Longtemps, il fut de bon ton, sous couvert de bonne méthode, de faire le départ, s’agissant de la période de l’Occupation, entre le régime de Vichy et la collaboration. Le régime de Vichy, forcément « complexe », se distinguerait de la collaboration, franchement nazie. L’ouvrage de François Broche et de Jean-François Muracciole nous épargne ces subtilités spécieuses et il retient une définition si ample du mot « collaboration », que cette Histoire de la collaboration pourrait aussi bien être lue comme une histoire de Vichy! Il n’est pas sûr, toutefois, que les auteurs tirent toutes les conclusions de ce parti pris si pertinent.

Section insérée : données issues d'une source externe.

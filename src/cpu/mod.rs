use self::condition::CONDITION_CODE_MASK;
use self::decoder::{ControlRegister, Decoder, Format, Instruction};
use crate::bus::{self, Bus};

pub mod condition;
pub mod decoder;
mod ea;
mod fpu;

pub use self::ea::{Access, Direction, Width};


#[derive(Debug, thiserror::Error)]
pub enum Exception {
    #[error("bus error")]
    BusError(#[from] bus::Error),

    #[error("illegal instruction {0:04x}")]
    IllegalInstruction(u16),

    #[error(transparent)]
    Decode(#[from] DecodeError),
}

/// An instruction encoding outside of what the FPU implements.
///
/// `pc` is the address of the offending instruction.
#[derive(Debug, Clone, PartialEq, Eq, thiserror::Error)]
pub enum DecodeError {
    #[error("{access}: unhandled mode {mode}, reg {register} at {pc:08X}")]
    AddressingMode {
        access: Access,
        mode: u8,
        register: u8,
        pc: u32,
    },

    #[error("full format index extension word {extension:04X} unimplemented at {pc:08X}")]
    IndexFormat { extension: u16, pc: u32 },

    #[error("{format} {direction} unimplemented at {pc:08X}")]
    UnimplementedFormat {
        format: Format,
        direction: Direction,
        pc: u32,
    },

    #[error("invalid source specifier at {pc:08X}")]
    InvalidSource { pc: u32 },

    #[error("unknown control register {register}, to memory {to_memory} at {pc:08X}")]
    UnknownControlRegister {
        register: u8,
        to_memory: bool,
        pc: u32,
    },

    #[error("FMOVEM: mode {mode} unimplemented at {pc:08X}")]
    FmovemMode { mode: u8, pc: u32 },

    #[error("unhandled condition {condition:02X} at {pc:08X}")]
    UnknownCondition { condition: u8, pc: u32 },

    #[error("unimplemented opmode {opmode:02X} at {pc:08X}")]
    Opmode { opmode: u8, pc: u32 },

    #[error("unimplemented subop {subop} at {pc:08X}")]
    Subop { subop: u8, pc: u32 },

    #[error("unimplemented main op {op} at {pc:08X}")]
    MainOp { op: u8, pc: u32 },

    #[error("unimplemented state frame op {op} at {pc:08X}")]
    StateFrame { op: u8, pc: u32 },
}

/// A floating-point data register: one 64-bit cell read either as a double or as raw bits.
#[derive(Debug, Default, Copy, Clone, PartialEq, Eq, Hash)]
pub struct FpRegister(u64);

impl FpRegister {
    #[inline]
    pub const fn from_bits(bits: u64) -> Self {
        Self(bits)
    }

    #[inline]
    pub fn from_f64(value: f64) -> Self {
        Self(value.to_bits())
    }

    #[inline]
    pub const fn as_bits(self) -> u64 {
        self.0
    }

    #[inline]
    pub fn as_f64(self) -> f64 {
        f64::from_bits(self.0)
    }
}

impl From<f64> for FpRegister {
    #[inline]
    fn from(value: f64) -> Self {
        Self::from_f64(value)
    }
}

#[derive(Debug)]
pub struct Cpu {
    data: [u32; 8],
    addr: [u32; 8],
    pc: u32,
    ppc: u32, // address of the instruction being executed
    ir: u16,  // instruction register

    fp: [FpRegister; 8],
    fpcr: u32,
    fpsr: u32,
    fpiar: u32,

    cycles: u64,

    decoder: Decoder,

    is_stopped: bool,
}

impl Default for Cpu {
    #[inline]
    fn default() -> Self {
        Self::new()
    }
}

impl Cpu {
    pub fn new() -> Self {
        Self {
            data: [0; 8],
            addr: [0; 8],
            pc: 0,
            ppc: 0,
            ir: 0,

            fp: [FpRegister::default(); 8],
            fpcr: 0,
            fpsr: 0,
            fpiar: 0,

            cycles: 0,

            decoder: Decoder::new(),

            is_stopped: false,
        }
    }

    /// Loads the initial stack pointer and program counter from the vectors at 0 and 4.
    pub fn reset(&mut self, bus: &mut dyn Bus) -> Result<(), Exception> {
        self.addr[7] = bus.read32(0)?;
        self.pc = bus.read32(4)?;
        self.fp = [FpRegister::default(); 8];
        self.fpcr = 0;
        self.fpsr = 0;
        self.fpiar = 0;
        self.is_stopped = false;
        Ok(())
    }

    #[inline]
    pub fn data(&self, register: usize) -> u32 {
        self.data[register]
    }

    #[inline]
    pub fn set_data(&mut self, register: usize, value: u32) {
        self.data[register] = value
    }

    #[inline]
    pub fn addr(&self, register: usize) -> u32 {
        self.addr[register]
    }

    #[inline]
    pub fn set_addr(&mut self, register: usize, value: u32) {
        self.addr[register] = value
    }

    #[inline]
    pub fn pc(&self) -> u32 {
        self.pc
    }

    #[inline]
    pub fn set_pc(&mut self, value: u32) {
        self.pc = value;
    }

    #[inline]
    pub fn ir(&self) -> u16 {
        self.ir
    }

    #[inline]
    pub fn set_ir(&mut self, opcode: u16) {
        self.ir = opcode;
    }

    #[inline]
    pub fn fp(&self, register: usize) -> FpRegister {
        self.fp[register]
    }

    #[inline]
    pub fn set_fp(&mut self, register: usize, value: impl Into<FpRegister>) {
        self.fp[register] = value.into();
    }

    #[inline]
    pub fn fpcr(&self) -> u32 {
        self.fpcr
    }

    #[inline]
    pub fn set_fpcr(&mut self, value: u32) {
        self.fpcr = value;
    }

    #[inline]
    pub fn fpsr(&self) -> u32 {
        self.fpsr
    }

    #[inline]
    pub fn set_fpsr(&mut self, value: u32) {
        self.fpsr = value;
    }

    #[inline]
    pub fn fpiar(&self) -> u32 {
        self.fpiar
    }

    #[inline]
    pub fn set_fpiar(&mut self, value: u32) {
        self.fpiar = value;
    }

    #[inline]
    fn control(&self, register: ControlRegister) -> u32 {
        match register {
            ControlRegister::Fpiar => self.fpiar,
            ControlRegister::Fpsr => self.fpsr,
            ControlRegister::Fpcr => self.fpcr,
        }
    }

    #[inline]
    fn set_control(&mut self, register: ControlRegister, value: u32) {
        match register {
            ControlRegister::Fpiar => self.fpiar = value,
            ControlRegister::Fpsr => self.fpsr = value,
            ControlRegister::Fpcr => self.fpcr = value,
        }
    }

    /// Total cycles consumed since the CPU was created.
    #[inline]
    pub fn cycles(&self) -> u64 {
        self.cycles
    }

    #[inline]
    fn use_cycles(&mut self, cycles: u32) {
        self.cycles += cycles as u64;
    }

    /// Replaces the four FPSR condition code bits with the ones describing `value`.
    #[inline]
    fn set_condition_codes(&mut self, value: FpRegister) {
        self.fpsr =
            (self.fpsr & !CONDITION_CODE_MASK) | condition::condition_codes(value.as_bits());
    }

    /// Fetches and executes one instruction. Any exception stops the CPU.
    pub fn step(&mut self, bus: &mut dyn Bus) -> Result<(), Exception> {
        let result = self.decode_execute(bus);
        if let Err(err) = &result {
            tracing::warn!(pc = format_args!("{:08X}", self.ppc), "cpu stopped: {err}");
            self.is_stopped = true;
        }
        result
    }

    #[inline]
    pub fn is_stopped(&self) -> bool {
        self.is_stopped
    }

    #[inline]
    fn fetch_word(&mut self, bus: &mut dyn Bus) -> Result<u16, Exception> {
        let value = bus.read16(self.pc)?;
        self.pc = self.pc.wrapping_add(2);
        Ok(value)
    }

    #[inline]
    fn fetch_long(&mut self, bus: &mut dyn Bus) -> Result<u32, Exception> {
        let value = bus.read32(self.pc)?;
        self.pc = self.pc.wrapping_add(4);
        Ok(value)
    }

    #[inline]
    fn branch(&mut self, offset: i32) {
        self.pc = self.pc.wrapping_add(offset as u32);
    }

    fn decode_execute(&mut self, bus: &mut dyn Bus) -> Result<(), Exception> {
        self.ppc = self.pc;
        let opcode = self.fetch_word(bus)?;
        self.ir = opcode;

        match self.decoder.decode(opcode) {
            Instruction::FpuOp0 => self.fpu_op0(bus),
            Instruction::FpuOp1 => self.fpu_op1(bus),
            Instruction::Illegal => Err(Exception::IllegalInstruction(opcode)),
        }
    }
}
use crate::{
    bus::{self, Bus},
    cpu::{Cpu, Exception},
};

const ROM_END: usize = 0x0001_0000;
const RAM_END: usize = 0x0100_0000;

/// ROM at `0x000000..0x010000` (read only), RAM up to `0x1000000`.
pub struct Memory {
    rom: Vec<u8>,
    ram: Vec<u8>,
    branches: u64,
}

impl Memory {
    #[inline]
    pub fn new<Rom: AsRef<[u8]>>(rom: Rom) -> Self {
        let mut rom = rom.as_ref().to_vec();
        rom.resize(ROM_END, 0x00);
        Self {
            rom,
            ram: vec![0; RAM_END],
            branches: 0,
        }
    }

    /// Number of branches taken by the CPU so far.
    #[inline]
    pub fn branches(&self) -> u64 {
        self.branches
    }

    #[inline]
    fn read<const N: usize>(&self, addr: u32) -> Result<[u8; N], bus::Error> {
        let addr = addr as usize;
        let mem = if addr + N <= ROM_END {
            &self.rom
        } else if addr >= ROM_END && addr + N <= RAM_END {
            &self.ram
        } else {
            return Err(bus::Error::BusError);
        };
        let mut bytes = [0; N];
        bytes.copy_from_slice(&mem[addr..addr + N]);
        Ok(bytes)
    }

    #[inline]
    fn write(&mut self, addr: u32, bytes: &[u8]) -> Result<(), bus::Error> {
        let addr = addr as usize;
        if addr < ROM_END || addr + bytes.len() > RAM_END {
            return Err(bus::Error::BusError);
        }
        self.ram[addr..addr + bytes.len()].copy_from_slice(bytes);
        Ok(())
    }
}

impl Bus for Memory {
    #[inline]
    fn read8(&self, addr: u32) -> Result<u8, bus::Error> {
        Ok(u8::from_be_bytes(self.read(addr)?))
    }

    #[inline]
    fn read16(&self, addr: u32) -> Result<u16, bus::Error> {
        Ok(u16::from_be_bytes(self.read(addr)?))
    }

    #[inline]
    fn read32(&self, addr: u32) -> Result<u32, bus::Error> {
        Ok(u32::from_be_bytes(self.read(addr)?))
    }

    #[inline]
    fn write8(&mut self, addr: u32, value: u8) -> Result<(), bus::Error> {
        self.write(addr, &value.to_be_bytes())
    }

    #[inline]
    fn write16(&mut self, addr: u32, value: u16) -> Result<(), bus::Error> {
        self.write(addr, &value.to_be_bytes())
    }

    #[inline]
    fn write32(&mut self, addr: u32, value: u32) -> Result<(), bus::Error> {
        self.write(addr, &value.to_be_bytes())
    }

    #[inline]
    fn trace_branch(&mut self) {
        self.branches += 1;
    }
}

pub struct System {
    cpu: Cpu,
    memory: Memory,
}

impl System {
    #[inline]
    pub fn new<Rom: AsRef<[u8]>>(rom: Rom) -> Self {
        Self {
            cpu: Cpu::new(),
            memory: Memory::new(rom),
        }
    }

    #[inline]
    pub fn cpu(&self) -> &Cpu {
        &self.cpu
    }

    #[inline]
    pub fn cpu_mut(&mut self) -> &mut Cpu {
        &mut self.cpu
    }

    #[inline]
    pub fn memory(&self) -> &Memory {
        &self.memory
    }

    #[inline]
    pub fn memory_mut(&mut self) -> &mut Memory {
        &mut self.memory
    }

    #[inline]
    pub fn reset(&mut self) -> Result<(), Exception> {
        let Self { cpu, memory } = self;
        cpu.reset(memory)
    }

    #[inline]
    pub fn step(&mut self) -> Result<(), Exception> {
        let Self { cpu, memory } = self;
        cpu.step(memory)
    }
}

#[cfg(test)]
mod tests {
    use super::*;

    #[rustfmt::skip]
    const ROM: &[u8] = &[
        0x00, 0x10, 0x00, 0x00, // stack $00100000
        0x00, 0x00, 0x04, 0x00, // pc    $00000400
    ];

    fn rom(program: &[u8]) -> Vec<u8> {
        let mut rom = ROM.to_vec();
        rom.resize(0x0400, 0x00);
        rom.extend_from_slice(program);
        rom
    }

    #[test]
    fn runs_from_reset_vector() {
        #[rustfmt::skip]
        let mut sys = System::new(rom(&[
            0xF2, 0x3C, 0x54, 0x00, // FMOVE.D #2.0,FP0
            0x40, 0x00, 0x00, 0x00,
            0x00, 0x00, 0x00, 0x00,
            0xF2, 0x27, 0x74, 0x00, // FMOVE.D FP0,-(A7)
            0xF2, 0x9D, 0xFF, 0xFE, // FBNGT.W *
        ]));
        sys.reset().unwrap();
        assert_eq!(sys.cpu().addr(7), 0x0010_0000);
        assert_eq!(sys.cpu().pc(), 0x0400);

        sys.step().unwrap();
        sys.step().unwrap();
        assert_eq!(sys.cpu().addr(7), 0x000F_FFF8);
        assert_eq!(sys.memory().read32(0x000F_FFF8).unwrap(), 0x4000_0000);

        // no condition codes set yet, so "not greater than" is false
        sys.step().unwrap();
        assert_eq!(sys.memory().branches(), 0);
        assert_eq!(sys.cpu().pc(), 0x0414);
    }

    #[test]
    fn rom_is_read_only() {
        let mut sys = System::new(rom(&[
            0xF2, 0x39, 0x60, 0x00, // FMOVE.L FP0,($00000100).L
            0x00, 0x00, 0x01, 0x00,
        ]));
        sys.reset().unwrap();

        assert!(matches!(sys.step(), Err(Exception::BusError(_))));
        assert!(sys.cpu().is_stopped());
    }

    #[test]
    fn unmapped_reads_fail() {
        let memory = Memory::new(ROM);
        assert!(memory.read32(0x00FF_FFFE).is_err());
        assert!(memory.read16(0x0000_FFFF).is_err());
        assert!(memory.read8(0x0001_0000).is_ok());
    }
}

La collaboration est donc considérée dans son acception la plus large. Elle est celle dont Pétain, à Montoire, dit qu’il en a fait le choix. Elle est celle « économique » qui n’est en fait que le pillage de l’économie française par l’occupant. Elle est celle dite « géostratégique » qui, avec Darlan, s’offre à entrer dans la guerre à côté de l’Allemagne, l’entreprise n’échouant qu’à raison du rejet par les nazis de cette proposition d’alliance. La collaboration, c’est aussi, bien sûr, la presse, les mouvements, les intellectuels, les artistes, qui font plus que s’accommoder de l’Occupation, soit qu’ils en tirent profit, soit qu’ils prônent l’engagement décidé auprès de l’Allemagne nazie. La collaboration, c’est, enfin, l’étroite coopération entre Vichy et les forces d’occupation dans leur entreprise de persécution antisémite, antimaçonnique, anticommuniste, antigaulliste, bref, dans la lutte commune contre la Résistance.

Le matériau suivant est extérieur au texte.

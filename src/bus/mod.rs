#[derive(Debug, thiserror::Error)]
pub enum Error {
    #[error("bus error")]
    BusError,
}

/// Memory as seen by the CPU. All accesses are big-endian.
pub trait Bus {
    fn read8(&self, addr: u32) -> Result<u8, Error>;

    fn read16(&self, addr: u32) -> Result<u16, Error>;

    fn read32(&self, addr: u32) -> Result<u32, Error>;

    fn write8(&mut self, addr: u32, value: u8) -> Result<(), Error>;

    fn write16(&mut self, addr: u32, value: u16) -> Result<(), Error>;

    fn write32(&mut self, addr: u32, value: u32) -> Result<(), Error>;

    /// Called right before the CPU takes a branch.
    #[inline]
    fn trace_branch(&mut self) {}
}

/// Flat memory starting at address 0, used by the tests.
pub struct TestBus {
    mem: Vec<u8>,
    branches: usize,
}

impl TestBus {
    #[inline]
    pub fn new(size: usize, base: u32, program: &[u8]) -> Self {
        let mut mem = vec![0x00; size];
        let base = base as usize;
        mem[base..base + program.len()].copy_from_slice(program);
        Self { mem, branches: 0 }
    }

    #[inline]
    pub fn branches(&self) -> usize {
        self.branches
    }

    #[inline]
    fn slice<const N: usize>(&self, addr: u32) -> Result<[u8; N], Error> {
        let addr = addr as usize;
        self.mem
            .get(addr..addr + N)
            .and_then(|bytes| bytes.try_into().ok())
            .ok_or(Error::BusError)
    }

    #[inline]
    fn slice_mut(&mut self, addr: u32, len: usize) -> Result<&mut [u8], Error> {
        let addr = addr as usize;
        self.mem.get_mut(addr..addr + len).ok_or(Error::BusError)
    }
}

impl Bus for TestBus {
    #[inline]
    fn read8(&self, addr: u32) -> Result<u8, Error> {
        Ok(u8::from_be_bytes(self.slice(addr)?))
    }

    #[inline]
    fn read16(&self, addr: u32) -> Result<u16, Error> {
        Ok(u16::from_be_bytes(self.slice(addr)?))
    }

    #[inline]
    fn read32(&self, addr: u32) -> Result<u32, Error> {
        Ok(u32::from_be_bytes(self.slice(addr)?))
    }

    #[inline]
    fn write8(&mut self, addr: u32, value: u8) -> Result<(), Error> {
        self.slice_mut(addr, 1)?.copy_from_slice(&value.to_be_bytes());
        Ok(())
    }

    #[inline]
    fn write16(&mut self, addr: u32, value: u16) -> Result<(), Error> {
        self.slice_mut(addr, 2)?.copy_from_slice(&value.to_be_bytes());
        Ok(())
    }

    #[inline]
    fn write32(&mut self, addr: u32, value: u32) -> Result<(), Error> {
        self.slice_mut(addr, 4)?.copy_from_slice(&value.to_be_bytes());
        Ok(())
    }

    #[inline]
    fn trace_branch(&mut self) {
        self.branches += 1;
    }
}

Aussi bien, en déduit-on qu’il n’y a pas de solution de continuité dans le mouvement général qui, de 1940 à 1945, conduit de Montoire à Sigmaringen! On devrait être ainsi loin des afféteries sur le « Vichy de gauche » et le « Vichy de droite », sur le « bouclier Pétain » et le « glaive de Gaulle », sur les collaborateurs « salauds » et les vichystes « naïfs », sur l’idiosyncrasie de la révolution nationale, bref, sur le fascisme français qui n’existerait pas! Et pourtant, nos deux auteurs croient devoir prendre le parti des contempteurs de Zeev Sternhell dans la controverse qui l’oppose à la camarilla provinciale des historiens français. Pour Sternhell, le fascisme, c’est « l’assaut lancé contre les Lumières », et le nazisme, « l’assaut lancé contre le genre humain ». Vichy fut bien l’un et l’autre. Il est piquant de constater que cette Histoire de la collaboration fournit une abondance de preuves à la thèse que ses auteurs rejettent !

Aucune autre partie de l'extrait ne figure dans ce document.